━━━━━ Entries provided

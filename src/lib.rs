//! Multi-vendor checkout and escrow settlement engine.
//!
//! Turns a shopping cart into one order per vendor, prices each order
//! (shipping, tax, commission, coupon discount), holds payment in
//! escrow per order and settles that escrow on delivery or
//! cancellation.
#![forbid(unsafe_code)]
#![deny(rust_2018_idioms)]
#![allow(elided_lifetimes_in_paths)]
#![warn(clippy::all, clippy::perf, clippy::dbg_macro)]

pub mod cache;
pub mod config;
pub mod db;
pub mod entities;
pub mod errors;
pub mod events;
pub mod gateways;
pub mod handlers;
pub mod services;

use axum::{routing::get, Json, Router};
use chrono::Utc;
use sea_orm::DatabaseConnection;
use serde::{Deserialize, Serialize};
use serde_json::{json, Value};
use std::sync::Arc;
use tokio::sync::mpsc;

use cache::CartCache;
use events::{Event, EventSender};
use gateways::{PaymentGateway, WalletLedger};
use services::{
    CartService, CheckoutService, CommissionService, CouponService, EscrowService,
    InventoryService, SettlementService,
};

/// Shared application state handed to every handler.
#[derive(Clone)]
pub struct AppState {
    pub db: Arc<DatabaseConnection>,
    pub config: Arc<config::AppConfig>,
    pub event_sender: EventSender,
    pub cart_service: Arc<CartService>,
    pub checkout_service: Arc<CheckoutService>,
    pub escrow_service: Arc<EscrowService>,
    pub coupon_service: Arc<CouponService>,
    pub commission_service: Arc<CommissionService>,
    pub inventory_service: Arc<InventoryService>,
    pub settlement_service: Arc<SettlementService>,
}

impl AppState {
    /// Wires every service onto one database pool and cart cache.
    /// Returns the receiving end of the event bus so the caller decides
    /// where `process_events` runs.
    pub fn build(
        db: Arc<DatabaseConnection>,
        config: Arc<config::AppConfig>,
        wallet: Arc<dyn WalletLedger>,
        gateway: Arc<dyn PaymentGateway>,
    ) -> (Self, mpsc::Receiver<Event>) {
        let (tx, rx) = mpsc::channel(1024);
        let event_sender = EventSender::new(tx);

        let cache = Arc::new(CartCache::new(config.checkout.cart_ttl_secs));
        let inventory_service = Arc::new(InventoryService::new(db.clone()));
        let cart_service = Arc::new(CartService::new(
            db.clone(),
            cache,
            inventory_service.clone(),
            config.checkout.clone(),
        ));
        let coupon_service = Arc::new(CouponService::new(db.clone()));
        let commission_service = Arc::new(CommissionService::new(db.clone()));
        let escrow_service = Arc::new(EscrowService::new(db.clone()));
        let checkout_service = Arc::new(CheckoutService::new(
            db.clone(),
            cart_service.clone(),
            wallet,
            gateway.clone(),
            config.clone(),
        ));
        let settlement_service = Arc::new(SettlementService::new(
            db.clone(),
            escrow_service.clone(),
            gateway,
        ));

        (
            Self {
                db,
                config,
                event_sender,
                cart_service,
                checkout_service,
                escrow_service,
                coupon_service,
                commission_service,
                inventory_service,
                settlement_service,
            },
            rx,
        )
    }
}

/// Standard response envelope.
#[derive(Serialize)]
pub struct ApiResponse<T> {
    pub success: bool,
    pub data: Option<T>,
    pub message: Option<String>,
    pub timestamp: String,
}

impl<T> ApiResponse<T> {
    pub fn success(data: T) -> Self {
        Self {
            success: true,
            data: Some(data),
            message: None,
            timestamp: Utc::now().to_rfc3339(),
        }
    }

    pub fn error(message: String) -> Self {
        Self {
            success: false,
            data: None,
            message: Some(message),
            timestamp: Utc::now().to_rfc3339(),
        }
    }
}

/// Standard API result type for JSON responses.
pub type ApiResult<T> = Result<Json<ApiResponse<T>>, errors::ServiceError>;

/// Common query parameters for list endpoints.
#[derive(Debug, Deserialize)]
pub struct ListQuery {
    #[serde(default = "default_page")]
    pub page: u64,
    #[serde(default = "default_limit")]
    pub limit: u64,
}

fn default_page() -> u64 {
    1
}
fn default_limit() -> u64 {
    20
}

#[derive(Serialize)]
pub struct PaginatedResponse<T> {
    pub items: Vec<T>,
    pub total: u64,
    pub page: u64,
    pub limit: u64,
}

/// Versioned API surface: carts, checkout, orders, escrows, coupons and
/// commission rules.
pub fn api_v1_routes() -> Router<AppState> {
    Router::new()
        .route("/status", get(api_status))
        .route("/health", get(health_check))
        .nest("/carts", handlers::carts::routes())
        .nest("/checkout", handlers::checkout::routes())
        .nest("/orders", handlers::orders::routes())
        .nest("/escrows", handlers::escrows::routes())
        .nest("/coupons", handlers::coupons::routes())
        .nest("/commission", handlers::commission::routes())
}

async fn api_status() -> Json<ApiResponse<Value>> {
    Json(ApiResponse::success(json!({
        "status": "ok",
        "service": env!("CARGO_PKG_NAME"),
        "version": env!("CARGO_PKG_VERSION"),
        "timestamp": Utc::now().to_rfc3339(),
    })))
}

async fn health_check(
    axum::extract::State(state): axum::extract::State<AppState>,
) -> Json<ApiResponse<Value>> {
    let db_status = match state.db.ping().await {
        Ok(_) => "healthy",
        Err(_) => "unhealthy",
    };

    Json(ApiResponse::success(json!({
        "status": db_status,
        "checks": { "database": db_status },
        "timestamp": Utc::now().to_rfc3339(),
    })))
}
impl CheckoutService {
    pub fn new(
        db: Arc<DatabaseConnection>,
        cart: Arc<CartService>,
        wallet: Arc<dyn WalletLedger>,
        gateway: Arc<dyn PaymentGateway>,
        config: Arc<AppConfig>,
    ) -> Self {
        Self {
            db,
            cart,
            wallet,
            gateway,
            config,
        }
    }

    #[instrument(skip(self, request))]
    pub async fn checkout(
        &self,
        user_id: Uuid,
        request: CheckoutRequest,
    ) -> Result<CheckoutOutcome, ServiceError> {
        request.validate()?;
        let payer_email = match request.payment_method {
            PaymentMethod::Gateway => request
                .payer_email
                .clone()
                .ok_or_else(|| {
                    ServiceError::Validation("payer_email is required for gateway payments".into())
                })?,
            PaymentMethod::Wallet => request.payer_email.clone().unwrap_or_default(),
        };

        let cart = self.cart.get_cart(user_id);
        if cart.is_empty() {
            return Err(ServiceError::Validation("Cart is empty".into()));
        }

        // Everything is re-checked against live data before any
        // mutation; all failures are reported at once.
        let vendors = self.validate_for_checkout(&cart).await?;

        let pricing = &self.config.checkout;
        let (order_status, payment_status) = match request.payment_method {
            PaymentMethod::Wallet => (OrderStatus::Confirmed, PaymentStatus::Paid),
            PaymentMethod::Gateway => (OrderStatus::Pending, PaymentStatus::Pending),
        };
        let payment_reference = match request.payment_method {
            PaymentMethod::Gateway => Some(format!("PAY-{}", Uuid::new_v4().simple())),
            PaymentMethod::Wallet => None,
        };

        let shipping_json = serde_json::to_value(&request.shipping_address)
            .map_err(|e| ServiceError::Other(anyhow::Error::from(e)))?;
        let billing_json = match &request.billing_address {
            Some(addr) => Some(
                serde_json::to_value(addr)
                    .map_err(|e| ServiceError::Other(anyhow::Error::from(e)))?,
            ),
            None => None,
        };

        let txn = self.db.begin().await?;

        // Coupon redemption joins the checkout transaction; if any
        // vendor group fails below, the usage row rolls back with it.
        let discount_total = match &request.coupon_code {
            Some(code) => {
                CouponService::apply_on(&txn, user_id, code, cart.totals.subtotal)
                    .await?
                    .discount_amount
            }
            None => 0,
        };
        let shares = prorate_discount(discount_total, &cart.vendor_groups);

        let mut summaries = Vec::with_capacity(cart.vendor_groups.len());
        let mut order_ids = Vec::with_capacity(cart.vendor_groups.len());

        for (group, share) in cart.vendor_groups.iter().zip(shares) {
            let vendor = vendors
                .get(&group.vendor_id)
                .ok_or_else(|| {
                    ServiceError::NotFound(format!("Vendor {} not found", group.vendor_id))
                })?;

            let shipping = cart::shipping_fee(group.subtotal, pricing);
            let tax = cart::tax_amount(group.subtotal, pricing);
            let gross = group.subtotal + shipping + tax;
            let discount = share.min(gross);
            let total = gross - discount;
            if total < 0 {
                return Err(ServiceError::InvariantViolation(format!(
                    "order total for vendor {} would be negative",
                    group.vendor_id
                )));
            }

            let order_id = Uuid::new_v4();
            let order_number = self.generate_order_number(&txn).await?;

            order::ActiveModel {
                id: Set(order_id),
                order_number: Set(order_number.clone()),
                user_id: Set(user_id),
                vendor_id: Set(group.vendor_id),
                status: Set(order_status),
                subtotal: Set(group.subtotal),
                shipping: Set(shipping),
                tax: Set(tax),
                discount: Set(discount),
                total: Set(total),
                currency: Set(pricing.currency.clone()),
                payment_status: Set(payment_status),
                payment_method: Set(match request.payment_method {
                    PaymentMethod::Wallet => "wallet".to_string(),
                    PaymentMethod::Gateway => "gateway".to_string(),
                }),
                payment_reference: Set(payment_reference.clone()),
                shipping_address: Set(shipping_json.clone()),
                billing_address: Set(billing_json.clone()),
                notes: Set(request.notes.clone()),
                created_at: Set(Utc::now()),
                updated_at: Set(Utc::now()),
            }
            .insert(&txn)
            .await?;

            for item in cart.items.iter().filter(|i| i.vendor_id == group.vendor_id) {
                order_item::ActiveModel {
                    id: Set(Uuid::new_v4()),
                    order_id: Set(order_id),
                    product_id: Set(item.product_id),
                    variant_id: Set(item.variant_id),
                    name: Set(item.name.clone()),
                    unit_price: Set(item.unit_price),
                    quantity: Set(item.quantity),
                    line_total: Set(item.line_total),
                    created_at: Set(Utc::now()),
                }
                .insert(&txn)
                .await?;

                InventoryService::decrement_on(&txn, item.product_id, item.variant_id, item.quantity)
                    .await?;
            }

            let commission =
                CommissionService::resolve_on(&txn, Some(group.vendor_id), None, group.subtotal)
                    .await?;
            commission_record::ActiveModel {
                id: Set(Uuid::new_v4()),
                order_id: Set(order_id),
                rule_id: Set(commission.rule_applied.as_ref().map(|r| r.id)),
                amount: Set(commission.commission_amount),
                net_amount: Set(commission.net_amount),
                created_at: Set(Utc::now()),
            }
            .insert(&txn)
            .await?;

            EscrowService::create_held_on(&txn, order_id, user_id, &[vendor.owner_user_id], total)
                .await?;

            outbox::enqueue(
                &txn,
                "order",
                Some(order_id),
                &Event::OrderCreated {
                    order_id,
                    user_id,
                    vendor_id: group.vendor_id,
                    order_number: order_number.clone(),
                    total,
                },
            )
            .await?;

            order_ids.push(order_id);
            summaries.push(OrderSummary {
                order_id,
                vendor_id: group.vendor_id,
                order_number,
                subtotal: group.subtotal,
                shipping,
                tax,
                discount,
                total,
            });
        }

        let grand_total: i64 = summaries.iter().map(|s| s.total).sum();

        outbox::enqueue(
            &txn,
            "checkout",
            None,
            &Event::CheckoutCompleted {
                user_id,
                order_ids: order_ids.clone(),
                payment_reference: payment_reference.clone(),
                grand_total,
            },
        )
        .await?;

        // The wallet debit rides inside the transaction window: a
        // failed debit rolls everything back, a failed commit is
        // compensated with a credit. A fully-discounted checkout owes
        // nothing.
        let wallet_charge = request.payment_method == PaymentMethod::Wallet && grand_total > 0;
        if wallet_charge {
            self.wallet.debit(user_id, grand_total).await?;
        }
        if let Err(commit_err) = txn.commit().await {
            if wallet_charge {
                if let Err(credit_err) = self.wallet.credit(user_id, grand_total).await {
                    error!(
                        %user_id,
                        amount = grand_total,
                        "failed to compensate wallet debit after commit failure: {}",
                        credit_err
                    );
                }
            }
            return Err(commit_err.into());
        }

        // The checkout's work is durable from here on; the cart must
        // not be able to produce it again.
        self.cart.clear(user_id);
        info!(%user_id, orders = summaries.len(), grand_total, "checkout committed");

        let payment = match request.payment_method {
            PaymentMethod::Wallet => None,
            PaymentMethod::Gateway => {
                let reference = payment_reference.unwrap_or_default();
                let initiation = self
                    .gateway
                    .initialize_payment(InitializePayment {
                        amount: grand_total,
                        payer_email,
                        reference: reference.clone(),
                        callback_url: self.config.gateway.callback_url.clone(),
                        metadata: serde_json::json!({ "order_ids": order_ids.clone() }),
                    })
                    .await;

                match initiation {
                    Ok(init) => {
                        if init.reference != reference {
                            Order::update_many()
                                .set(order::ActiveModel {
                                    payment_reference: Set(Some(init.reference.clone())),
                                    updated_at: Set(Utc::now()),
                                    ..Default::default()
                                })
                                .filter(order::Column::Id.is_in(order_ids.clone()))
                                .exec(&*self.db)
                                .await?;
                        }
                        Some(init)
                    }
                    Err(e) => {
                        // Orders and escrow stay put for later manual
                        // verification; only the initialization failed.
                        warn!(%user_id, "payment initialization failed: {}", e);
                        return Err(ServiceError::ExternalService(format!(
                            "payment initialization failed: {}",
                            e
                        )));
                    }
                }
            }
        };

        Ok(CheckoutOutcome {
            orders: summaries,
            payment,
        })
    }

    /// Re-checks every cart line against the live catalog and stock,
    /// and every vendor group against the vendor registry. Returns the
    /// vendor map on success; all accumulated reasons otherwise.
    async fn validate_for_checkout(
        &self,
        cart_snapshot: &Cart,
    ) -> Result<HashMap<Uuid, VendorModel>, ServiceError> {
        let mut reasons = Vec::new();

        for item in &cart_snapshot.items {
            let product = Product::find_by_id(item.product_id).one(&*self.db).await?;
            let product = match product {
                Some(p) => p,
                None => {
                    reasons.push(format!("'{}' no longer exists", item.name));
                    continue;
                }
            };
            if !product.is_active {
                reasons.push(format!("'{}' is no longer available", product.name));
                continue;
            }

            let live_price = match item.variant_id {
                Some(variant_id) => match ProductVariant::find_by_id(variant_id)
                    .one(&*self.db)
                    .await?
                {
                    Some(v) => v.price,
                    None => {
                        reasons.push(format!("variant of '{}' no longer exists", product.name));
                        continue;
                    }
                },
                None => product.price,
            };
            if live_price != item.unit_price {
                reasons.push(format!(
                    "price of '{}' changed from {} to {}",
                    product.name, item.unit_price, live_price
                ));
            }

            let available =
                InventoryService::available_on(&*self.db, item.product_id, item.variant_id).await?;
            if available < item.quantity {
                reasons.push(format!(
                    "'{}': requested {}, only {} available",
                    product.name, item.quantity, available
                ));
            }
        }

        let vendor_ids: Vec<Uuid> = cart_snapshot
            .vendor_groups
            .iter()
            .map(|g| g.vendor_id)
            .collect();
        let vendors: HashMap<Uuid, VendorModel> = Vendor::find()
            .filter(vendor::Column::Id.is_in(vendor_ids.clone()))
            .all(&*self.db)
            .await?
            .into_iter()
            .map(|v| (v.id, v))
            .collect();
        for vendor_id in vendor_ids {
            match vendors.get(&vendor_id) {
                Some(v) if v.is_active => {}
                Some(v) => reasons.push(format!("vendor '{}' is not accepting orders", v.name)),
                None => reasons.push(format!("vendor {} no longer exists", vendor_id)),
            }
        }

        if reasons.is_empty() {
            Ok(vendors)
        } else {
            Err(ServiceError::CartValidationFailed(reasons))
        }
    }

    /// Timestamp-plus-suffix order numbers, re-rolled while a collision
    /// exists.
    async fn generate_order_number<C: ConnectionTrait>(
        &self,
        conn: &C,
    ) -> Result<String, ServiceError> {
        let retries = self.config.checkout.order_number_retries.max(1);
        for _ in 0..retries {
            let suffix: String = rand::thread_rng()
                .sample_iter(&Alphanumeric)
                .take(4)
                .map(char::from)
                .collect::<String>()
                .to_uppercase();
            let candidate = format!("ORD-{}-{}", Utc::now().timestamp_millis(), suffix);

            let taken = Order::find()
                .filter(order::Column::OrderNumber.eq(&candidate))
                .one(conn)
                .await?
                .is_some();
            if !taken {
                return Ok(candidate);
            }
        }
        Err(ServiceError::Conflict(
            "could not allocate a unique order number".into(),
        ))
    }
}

━━━━━━━━━━

### Requirement:
Beginning with the line above that contains "pub mod services;", copy each line exactly up to and including the line that contains "let escrow_service = Arc::new(EscrowService::new(db.clone()));", and go no further.

### Solution for this task:
pub mod services;

use axum::{routing::get, Json, Router};
use chrono::Utc;
use sea_orm::DatabaseConnection;
use serde::{Deserialize, Serialize};
use serde_json::{json, Value};
use std::sync::Arc;
use tokio::sync::mpsc;

use cache::CartCache;
use events::{Event, EventSender};
use gateways::{PaymentGateway, WalletLedger};
use services::{
    CartService, CheckoutService, CommissionService, CouponService, EscrowService,
    InventoryService, SettlementService,
};

/// Shared application state handed to every handler.
#[derive(Clone)]
pub struct AppState {
    pub db: Arc<DatabaseConnection>,
    pub config: Arc<config::AppConfig>,
    pub event_sender: EventSender,
    pub cart_service: Arc<CartService>,
    pub checkout_service: Arc<CheckoutService>,
    pub escrow_service: Arc<EscrowService>,
    pub coupon_service: Arc<CouponService>,
    pub commission_service: Arc<CommissionService>,
    pub inventory_service: Arc<InventoryService>,
    pub settlement_service: Arc<SettlementService>,
}

impl AppState {
    /// Wires every service onto one database pool and cart cache.
    /// Returns the receiving end of the event bus so the caller decides
    /// where `process_events` runs.
    pub fn build(
        db: Arc<DatabaseConnection>,
        config: Arc<config::AppConfig>,
        wallet: Arc<dyn WalletLedger>,
        gateway: Arc<dyn PaymentGateway>,
    ) -> (Self, mpsc::Receiver<Event>) {
        let (tx, rx) = mpsc::channel(1024);
        let event_sender = EventSender::new(tx);

        let cache = Arc::new(CartCache::new(config.checkout.cart_ttl_secs));
        let inventory_service = Arc::new(InventoryService::new(db.clone()));
        let cart_service = Arc::new(CartService::new(
            db.clone(),
            cache,
            inventory_service.clone(),
            config.checkout.clone(),
        ));
        let coupon_service = Arc::new(CouponService::new(db.clone()));
        let commission_service = Arc::new(CommissionService::new(db.clone()));
        let escrow_service = Arc::new(EscrowService::new(db.clone()));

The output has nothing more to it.